Background: Vigilance philosophy
WHO promotes the governance of Medical Products of Human Origin (MPHO) in a manner that acknowledges their exceptional nature. From donation to the follow-up of the recipient, MPHO have a shared exposure to the risk of breaches of ethical standards; they also share risks to safety, in particular those posed by transmissible diseases. Vigilance is a powerful tool for improving safety and quality. Sharing the lessons learned from adverse outcomes can allow significant process improvements for the greater protection of donors and patients. These benefits apply where the incident occurred but also anywhere else where an identical or similar incident might occur. Detection, investigation and communication of adverse outcomes brings the transparency and openness that these particular medical treatments demand. To ensure the protection of the donor, the recipient and society will require the establishment of globally consensual principles to govern the use of medical products of human origin, such as the non-commercial nature of the human body and its parts, and strict traceability associated with vigilance and surveillance.

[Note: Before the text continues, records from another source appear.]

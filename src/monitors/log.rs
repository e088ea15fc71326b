//! # Line-oriented execution log for debugging and demos.
//!
//! [`LogWriter`] writes one line per start and per finish to any `Write` sink
//! (stdout, an append-mode file, a buffer in tests).
//!
//! ## Output format
//! ```text
//! 2026-03-01T10:15:42Z 7(0) Starting Sequence [Number of actions: 2]
//! 2026-03-01T10:15:42Z  8(7) Starting fetch
//! 2026-03-01T10:15:43Z  8(7) Failed fetch Reason: connection refused
//! 2026-03-01T10:15:43Z 7(0) Failed Sequence Reason: connection refused [Number of actions: 2]
//! ```
//! Each line is `timestamp`, one space per level of depth, `id(parentId)`, the event
//! word, the action name, then the failure reason and the bracketed extended
//! description when present. Ids of actions without a parent print `0` as parent.

use std::fs::OpenOptions;
use std::io::{self, Write};
use std::path::Path;

use chrono::{DateTime, Utc};
use parking_lot::Mutex;

use crate::actions::{Action, ActionExt};
use crate::error::ActionError;

use super::monitor::{Monitor, finish_word};
use super::trace::parent_id;

/// Monitor writing human-readable lines to a sink.
///
/// Enabled via the `logging` feature. Writes are serialized; an I/O error is logged
/// through `tracing` and the line is dropped.
pub struct LogWriter {
    out: Mutex<Box<dyn Write + Send>>,
}

impl LogWriter {
    /// Writes to an arbitrary sink.
    pub fn new<W: Write + Send + 'static>(out: W) -> Self {
        Self {
            out: Mutex::new(Box::new(out)),
        }
    }

    /// Writes to standard output.
    pub fn stdout() -> Self {
        Self::new(io::stdout())
    }

    /// Appends to `path`, creating the file if needed.
    pub fn append_to(path: impl AsRef<Path>) -> io::Result<Self> {
        let file = OpenOptions::new().create(true).append(true).open(path)?;
        Ok(Self::new(file))
    }

    /// Renders one log line (without the trailing newline).
    pub fn format_line(
        at: DateTime<Utc>,
        action: &dyn Action,
        event: &str,
        reason: Option<&ActionError>,
    ) -> String {
        let mut line = format!(
            "{} {}{}({}) {} {}",
            at.format("%Y-%m-%dT%H:%M:%SZ"),
            " ".repeat(action.depth()),
            action.id(),
            parent_id(action),
            event,
            action.name(),
        );
        if let Some(reason) = reason {
            line.push_str(&format!(" Reason: {reason}"));
        }
        let extended = action.extended_description();
        if !extended.is_empty() {
            line.push_str(&format!(" [{extended}]"));
        }
        line
    }

    fn write(&self, action: &dyn Action, event: &str, reason: Option<&ActionError>) {
        let line = Self::format_line(Utc::now(), action, event, reason);
        let mut out = self.out.lock();
        if let Err(err) = writeln!(out, "{line}").and_then(|()| out.flush()) {
            tracing::warn!(error = %err, "log writer failed");
        }
    }
}

impl Monitor for LogWriter {
    fn on_starting(&self, action: &dyn Action) {
        self.write(action, "Starting", None);
    }

    fn on_finished(&self, action: &dyn Action, error: Option<&ActionError>) {
        let reason = error.filter(|e| !e.is_aborted());
        self.write(action, finish_word(error), reason);
    }
}
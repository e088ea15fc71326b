//! # Parallel: run children concurrently.
//!
//! [`Parallel`] launches every child through its callback form and completes once all
//! of them have finished and their done signals are set.
//!
//! ## Result
//! The first failure (by completion order) wins; otherwise `Aborted` if any child was
//! aborted; otherwise success.
//!
//! ## Abort upon failure
//! With `abort_upon_failure`, children are not owned directly. Each one is wrapped in
//! an [`AbortLinked`] root watching the composite, so the composite can abort its
//! siblings after a failure without aborting itself or its own ancestors.
//!
//! ```text
//!  Parallel ─┬─► child A ─┐
//!            ├─► child B ─┼─► Tracker: remaining -= 1, record first error
//!            └─► child C ─┘       │ (first failure + abort_upon_failure ─► abort all)
//!                                 ▼
//!                      remaining == 0 ─► all done signals set ─► completion.deliver
//! ```

use std::sync::Arc;
use std::sync::atomic::{AtomicBool, AtomicUsize, Ordering};

use parking_lot::Mutex;

use crate::actions::{
    Action, ActionCore, ActionExt, ActionRef, Completion, Outcome, SyncAction, bind,
    block_on_callback,
};
use crate::error::{ActionError, UsageError};
use crate::signals::{Signal, on_all_set};
use crate::wrappers::AbortLinked;

enum Member {
    Owned(ActionRef),
    Linked(Arc<SyncAction<AbortLinked>>),
}

impl Member {
    fn runnable(&self) -> ActionRef {
        match self {
            Member::Owned(action) => Arc::clone(action),
            Member::Linked(linked) => linked.clone(),
        }
    }
}

/// Composite running its children concurrently.
pub struct Parallel {
    core: ActionCore,
    abort_upon_failure: bool,
    children: Mutex<Vec<Member>>,
}

impl Parallel {
    /// Creates an empty composite.
    pub fn new(abort_upon_failure: bool) -> Arc<Self> {
        bind(Self {
            core: ActionCore::new(),
            abort_upon_failure,
            children: Mutex::new(Vec::new()),
        })
    }

    /// Creates a composite over `actions`.
    pub fn from_actions<I>(abort_upon_failure: bool, actions: I) -> Result<Arc<Self>, UsageError>
    where
        I: IntoIterator<Item = ActionRef>,
    {
        let parallel = Self::new(abort_upon_failure);
        for action in actions {
            parallel.add(action)?;
        }
        Ok(parallel)
    }

    /// True if a failing child aborts its siblings.
    pub fn abort_upon_failure(&self) -> bool {
        self.abort_upon_failure
    }

    /// Adds a child.
    pub fn add(&self, action: ActionRef) -> Result<(), UsageError> {
        let member = if self.abort_upon_failure {
            let this = self.core.this().ok_or_else(|| UsageError::Unbound {
                action: self.name().to_string(),
            })?;
            Member::Linked(AbortLinked::new(action, &this)?)
        } else {
            self.take_ownership(Arc::clone(&action))?;
            Member::Owned(action)
        };
        self.children.lock().push(member);
        Ok(())
    }

    /// Releases every child.
    pub fn clear(&self) -> Result<(), UsageError> {
        let children = std::mem::take(&mut *self.children.lock());
        for child in &children {
            match child {
                Member::Owned(action) => self.relinquish_ownership(action)?,
                Member::Linked(linked) => linked.relinquish_ownership(linked.inner())?,
            }
        }
        Ok(())
    }

    /// The actions this composite launches (the linked wrappers when
    /// `abort_upon_failure` is set).
    pub fn runnables(&self) -> Vec<ActionRef> {
        self.children.lock().iter().map(Member::runnable).collect()
    }

    /// Number of children.
    pub fn len(&self) -> usize {
        self.children.lock().len()
    }

    /// True if the composite has no children.
    pub fn is_empty(&self) -> bool {
        self.children.lock().is_empty()
    }
}

impl Action for Parallel {
    fn core(&self) -> &ActionCore {
        &self.core
    }

    fn name(&self) -> &str {
        "Parallel"
    }

    fn extended_description(&self) -> String {
        format!(
            "Number of actions: {}; Abort upon failure? {}",
            self.len(),
            self.abort_upon_failure
        )
    }

    fn is_naturally_synchronous(&self) -> bool {
        false
    }

    fn execute_blocking(&self) -> Result<(), ActionError> {
        block_on_callback(self)
    }

    fn execute_callback(&self, completion: Completion) -> Result<(), ActionError> {
        let runnables = self.runnables();
        if runnables.is_empty() {
            completion.deliver(Ok(()));
            return Ok(());
        }

        let tracker = Arc::new(Tracker {
            remaining: AtomicUsize::new(runnables.len()),
            runnables,
            abort_upon_failure: self.abort_upon_failure,
            aborted: AtomicBool::new(false),
            first_error: Mutex::new(None),
            completion: Mutex::new(Some(completion)),
        });

        for runnable in &tracker.runnables {
            let t = Arc::clone(&tracker);
            let launched = runnable.async_execute(move |outcome: Outcome| {
                t.on_child_finished(outcome.into_result());
            });
            if let Err(err) = launched {
                tracing::warn!(action = %runnable.description(), error = %err, "parallel child failed to launch");
                tracker.on_child_finished(Err(err));
            }
        }
        Ok(())
    }
}

/// Per-execution bookkeeping shared by the children's listeners.
struct Tracker {
    runnables: Vec<ActionRef>,
    abort_upon_failure: bool,
    remaining: AtomicUsize,
    aborted: AtomicBool,
    first_error: Mutex<Option<ActionError>>,
    completion: Mutex<Option<Completion>>,
}

impl Tracker {
    fn on_child_finished(&self, result: Result<(), ActionError>) {
        match result {
            Ok(()) => {}
            Err(ActionError::Aborted) => self.aborted.store(true, Ordering::SeqCst),
            Err(err) => {
                let first = {
                    let mut slot = self.first_error.lock();
                    if slot.is_none() {
                        *slot = Some(err);
                        true
                    } else {
                        false
                    }
                };
                if first && self.abort_upon_failure {
                    for runnable in &self.runnables {
                        if let Err(err) = runnable.abort() {
                            tracing::warn!(error = %err, "could not abort sibling");
                        }
                    }
                }
            }
        }

        if self.remaining.fetch_sub(1, Ordering::SeqCst) == 1 {
            self.complete();
        }
    }

    fn complete(&self) {
        let Some(completion) = self.completion.lock().take() else {
            return;
        };
        let result = match self.first_error.lock().take() {
            Some(err) => Err(err),
            None if self.aborted.load(Ordering::SeqCst) => Err(ActionError::Aborted),
            None => Ok(()),
        };
        let done: Vec<Arc<Signal>> = self.runnables.iter().map(|r| r.done_signal()).collect();
        on_all_set(&done, move || completion.deliver(result));
    }
}

#[cfg(test)]
mod tests {
    use super::*;
    use std::thread;
    use std::time::{Duration, Instant};

    use crate::actions::ActionFn;
    use crate::wrappers::Pause;

    #[derive(Debug, thiserror::Error)]
    #[error("sensor offline")]
    struct SensorOffline;

    const DAY: Duration = Duration::from_secs(24 * 60 * 60);

    #[test]
    fn test_runs_children_concurrently() {
        let parallel = Parallel::from_actions(
            false,
            (0..4).map(|_| Pause::new(Duration::from_millis(50)) as ActionRef),
        )
        .unwrap();

        let started = Instant::now();
        parallel.sync_execute().unwrap();
        assert!(started.elapsed() < Duration::from_millis(190));
        assert!(parallel.done_signal().is_signaled());
    }

    #[test]
    fn test_failure_aborts_siblings() {
        let pause = Pause::new(DAY);
        let parallel = Parallel::from_actions(
            true,
            [
                ActionFn::arc("fails", |_| {
                    thread::sleep(Duration::from_millis(10));
                    Err(ActionError::failed(SensorOffline))
                }) as ActionRef,
                pause.clone(),
            ],
        )
        .unwrap();

        let err = parallel.sync_execute().unwrap_err();
        assert!(err.downcast_ref::<SensorOffline>().is_some());
        assert!(pause.done_signal().is_signaled());
        assert_eq!(pause.depth(), 2);
    }

    #[test]
    fn test_failure_without_abort_waits_for_siblings() {
        let parallel = Parallel::from_actions(
            false,
            [
                ActionFn::arc("fails", |_| Err(ActionError::msg("boom"))) as ActionRef,
                Pause::new(Duration::from_millis(30)),
            ],
        )
        .unwrap();

        let started = Instant::now();
        let err = parallel.sync_execute().unwrap_err();
        assert_eq!(err.to_string(), "boom");
        assert!(started.elapsed() >= Duration::from_millis(30));
    }

    #[test]
    fn test_abort_reports_aborted() {
        for abort_upon_failure in [false, true] {
            let parallel = Parallel::from_actions(
                abort_upon_failure,
                [Pause::new(DAY) as ActionRef, Pause::new(DAY)],
            )
            .unwrap();

            let slot = Arc::new(Mutex::new(None));
            let s = Arc::clone(&slot);
            parallel
                .async_execute(move |outcome: Outcome| *s.lock() = Some(outcome.as_label()))
                .unwrap();
            thread::sleep(Duration::from_millis(20));

            parallel.abort_and_wait().unwrap();
            assert_eq!(*slot.lock(), Some("aborted"));
        }
    }

    #[test]
    fn test_empty_parallel_succeeds() {
        let parallel = Parallel::new(true);
        parallel.sync_execute().unwrap();
        assert_eq!(
            parallel.extended_description(),
            "Number of actions: 0; Abort upon failure? true"
        );
    }

    #[test]
    fn test_clear_releases_linked_children() {
        let parallel = Parallel::new(true);
        let child: ActionRef = ActionFn::arc("child", |_| Ok(()));
        parallel.add(Arc::clone(&child)).unwrap();
        assert!(child.parent().is_some());

        parallel.clear().unwrap();
        assert!(child.parent().is_none());
        Parallel::new(false).add(child).unwrap();
    }
}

The Notify Library is the first WHO initiative that covers the full MPHO scope.
Objective of the Notify Library
The Notify Library is a joint global initiative, co-sponsored by the World Health Organization (WHO) and the Italian National Transplant Centre (CNT) as its Collaborating Center, that supports the sharing of published vigilance information for teaching purposes and for greater public transparency on the use of MPHO. The library aims to be comprehensive, describing all types of reactions or events that might have teaching value and assist in the estimation of risk.
The Notify Library is a publically accessible database of adverse outcomes collected and analyzed by dedicated editorial groups of international experts, regulators and clinicians. The database is not a vigilance reporting programme but a collection and review of information identified primarily by literature review (published articles in scientific journals and/or books) although case reports from regulatory or professional vigilance programmes (grey literature) are also considered for inclusion. For each adverse occurrence type, at least one reference source is cited and the project’s collaborating international experts provide a structured analysis.